> _TASK STATEMENT_
Check every line below for the string "aggressor", and copy the lines that contain it.

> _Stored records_
#####

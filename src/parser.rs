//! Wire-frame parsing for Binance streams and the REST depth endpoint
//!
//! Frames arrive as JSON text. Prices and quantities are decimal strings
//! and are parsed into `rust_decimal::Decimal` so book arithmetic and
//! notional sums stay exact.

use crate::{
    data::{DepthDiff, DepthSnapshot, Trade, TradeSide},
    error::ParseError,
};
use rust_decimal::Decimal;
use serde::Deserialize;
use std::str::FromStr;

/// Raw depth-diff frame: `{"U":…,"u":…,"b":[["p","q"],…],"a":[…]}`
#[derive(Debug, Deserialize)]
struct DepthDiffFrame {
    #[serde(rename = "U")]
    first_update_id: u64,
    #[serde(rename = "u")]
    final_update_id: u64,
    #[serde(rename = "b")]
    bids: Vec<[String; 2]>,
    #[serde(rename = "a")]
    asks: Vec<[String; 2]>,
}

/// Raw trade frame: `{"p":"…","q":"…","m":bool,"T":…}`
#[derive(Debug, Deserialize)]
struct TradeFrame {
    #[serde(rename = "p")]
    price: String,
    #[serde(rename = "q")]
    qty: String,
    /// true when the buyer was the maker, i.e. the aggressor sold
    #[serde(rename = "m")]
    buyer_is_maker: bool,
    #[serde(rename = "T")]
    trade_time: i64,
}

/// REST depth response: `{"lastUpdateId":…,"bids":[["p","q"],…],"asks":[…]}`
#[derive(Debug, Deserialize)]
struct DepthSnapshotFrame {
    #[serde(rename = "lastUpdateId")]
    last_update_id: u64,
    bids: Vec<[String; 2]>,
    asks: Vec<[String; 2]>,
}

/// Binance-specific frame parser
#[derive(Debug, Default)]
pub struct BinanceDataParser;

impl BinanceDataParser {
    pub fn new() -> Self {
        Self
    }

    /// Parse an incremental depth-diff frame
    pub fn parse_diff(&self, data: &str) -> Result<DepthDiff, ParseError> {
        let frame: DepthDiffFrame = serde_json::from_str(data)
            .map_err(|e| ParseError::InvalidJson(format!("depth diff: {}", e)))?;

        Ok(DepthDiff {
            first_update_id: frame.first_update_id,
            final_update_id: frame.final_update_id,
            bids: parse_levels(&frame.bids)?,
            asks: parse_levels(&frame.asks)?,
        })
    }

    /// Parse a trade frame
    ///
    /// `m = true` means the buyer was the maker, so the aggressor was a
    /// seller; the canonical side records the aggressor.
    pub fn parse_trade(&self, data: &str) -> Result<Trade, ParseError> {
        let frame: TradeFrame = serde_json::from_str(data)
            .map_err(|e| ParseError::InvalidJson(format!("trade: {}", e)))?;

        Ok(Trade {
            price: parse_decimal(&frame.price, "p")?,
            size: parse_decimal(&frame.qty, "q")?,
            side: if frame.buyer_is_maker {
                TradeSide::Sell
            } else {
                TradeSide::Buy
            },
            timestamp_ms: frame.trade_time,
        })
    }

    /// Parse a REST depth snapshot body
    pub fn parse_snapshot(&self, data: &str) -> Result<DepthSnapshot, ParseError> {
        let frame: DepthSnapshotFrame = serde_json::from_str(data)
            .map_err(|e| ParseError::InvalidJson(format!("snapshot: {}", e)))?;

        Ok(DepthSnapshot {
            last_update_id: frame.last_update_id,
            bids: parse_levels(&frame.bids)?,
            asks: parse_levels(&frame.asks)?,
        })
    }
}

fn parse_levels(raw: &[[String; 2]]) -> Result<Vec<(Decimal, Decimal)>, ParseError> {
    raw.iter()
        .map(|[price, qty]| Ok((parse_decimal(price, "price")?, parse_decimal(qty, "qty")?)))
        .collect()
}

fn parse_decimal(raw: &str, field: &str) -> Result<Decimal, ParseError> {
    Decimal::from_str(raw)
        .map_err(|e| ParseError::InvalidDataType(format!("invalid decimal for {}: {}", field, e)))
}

#####

> _ANSWER FOR THE TASK_
    /// true when the buyer was the maker, i.e. the aggressor sold
    /// `m = true` means the buyer was the maker, so the aggressor was a
    /// seller; the canonical side records the aggressor.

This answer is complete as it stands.